Collected data entries
=== Begin Enclosure ===

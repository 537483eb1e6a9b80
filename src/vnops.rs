//! Vnode-level operations over a mounted catalog.
//!
//! Every mutation follows the same order: cnode content locks first (through
//! `lock_set` and friends, sorted by fileid), then the catalog lock, then a
//! B-tree reservation. Lookups take the catalog lock shared and instantiate
//! cnodes through the cache without holding any content lock.

use std::sync::atomic::AtomicBool;
use std::sync::Arc;
use std::thread::JoinHandle;
use std::time::Duration;

use parking_lot::RwLock;
use tracing::{debug, info, warn};

use crate::alloc::BitmapAllocator;
use crate::btree::{CatalogTree, MemTree, Reservation};
use crate::catalog::attr::{CatAttr, CatDesc, CD_ISDIR, S_IFDIR, S_IFMT, S_IFREG, SF_IMMUTABLE, UF_IMMUTABLE};
use crate::catalog::codec::build_thread_key;
use crate::catalog::hardlink::inode_name;
use crate::catalog::readdir::cookie_index;
use crate::catalog::records::*;
use crate::catalog::unicode::encode_utf8_name;
use crate::catalog::{Catalog, EntriesOutcome, LookupResult, EOF_COOKIE, IGNORE_LINK};
use crate::cnode::lock::{lock_four, lock_pair, lock_set, LockMode, LockPolicy, LockedCnodes};
use crate::cnode::{
    Cnode, CnodeCache, CnodeHandle, ForkKind, GetOptions, C_DELETED, C_HARDLINK, C_MODIFIED,
    C_NOEXISTS,
};
use crate::config::CatalogConfig;
use crate::error::{CatalogError, Result};
use crate::state::reaper::start_reaper_thread;
use crate::volume::{Vcb, VolumeHeader, VolumeImage, DIR_HARDLINKS, FILE_HARDLINKS, TEMP_PREFIX};

/// B-tree nodes reserved ahead of each namespace change.
const PREFLIGHT_NODES: u32 = 8;

/// Attribute changes requested by `setattr`; `None` leaves a field alone.
#[derive(Debug, Clone, Default)]
pub struct SetAttr {
    pub mode: Option<u16>,
    pub uid: Option<u32>,
    pub gid: Option<u32>,
    pub flags: Option<u32>,
    pub atime: Option<i64>,
    pub mtime: Option<i64>,
}

pub struct Mount {
    catalog: Catalog,
    alloc: Arc<BitmapAllocator>,
    /// The catalog B-tree lock: shared for lookups, exclusive for changes.
    catalog_lock: RwLock<()>,
}
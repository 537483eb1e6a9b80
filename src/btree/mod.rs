//! B-tree primitives the catalog is written against.
//!
//! Node layout and page I/O live behind this trait. `insert` and `delete`
//! report `AlreadyExists` / `NotFound` distinctly from I/O failures.

pub mod memory;

use crate::catalog::records::{CatalogKey, CatalogRecord};
use crate::error::Result;

pub use memory::MemTree;

/// Node hint returned by searches, used to speed up the next access.
pub type NodeHint = u32;

pub trait CatalogTree: Send + Sync {
    fn search(&self, key: &CatalogKey, hint: NodeHint) -> Result<(CatalogRecord, NodeHint)>;

    fn insert(&self, key: &CatalogKey, record: CatalogRecord) -> Result<NodeHint>;

    fn delete(&self, key: &CatalogKey) -> Result<()>;

    /// Mutate the record at `key` in place.
    fn update(
        &self,
        key: &CatalogKey,
        hint: NodeHint,
        mutate: &mut dyn FnMut(&mut CatalogRecord) -> Result<()>,
    ) -> Result<NodeHint>;

    /// Visit records in key order starting at `start` (inclusive unless
    /// `after` is set) until the visitor returns `false`.
    fn iterate(
        &self,
        start: &CatalogKey,
        after: bool,
        visit: &mut dyn FnMut(&CatalogKey, &CatalogRecord, NodeHint) -> bool,
    ) -> Result<()>;

    /// Reserve node space for an upcoming insert/delete sequence.
    fn preflight(&self, _nodes: u32) -> Result<()> {
        Ok(())
    }

    fn postflight(&self) {}

    fn record_count(&self) -> usize;
}

/// Holds a `preflight` reservation until dropped.
pub struct Reservation<'a> {
    tree: &'a dyn CatalogTree,
}

impl<'a> Reservation<'a> {
    pub fn new(tree: &'a dyn CatalogTree, nodes: u32) -> Result<Self> {
        tree.preflight(nodes)?;
        Ok(Self { tree })
    }
}

impl Drop for Reservation<'_> {
    fn drop(&mut self) {
        self.tree.postflight();
    }
}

=== End Enclosure ===

Problem to solve
Please transcribe the data exactly from its first line. End with the line that contains "lock, then a".

Reply to the task
repository 537483eb1e6a9b80
filename src/vnops.rs
//! Vnode-level operations over a mounted catalog.
//!
//! Every mutation follows the same order: cnode content locks first (through
//! `lock_set` and friends, sorted by fileid), then the catalog lock, then a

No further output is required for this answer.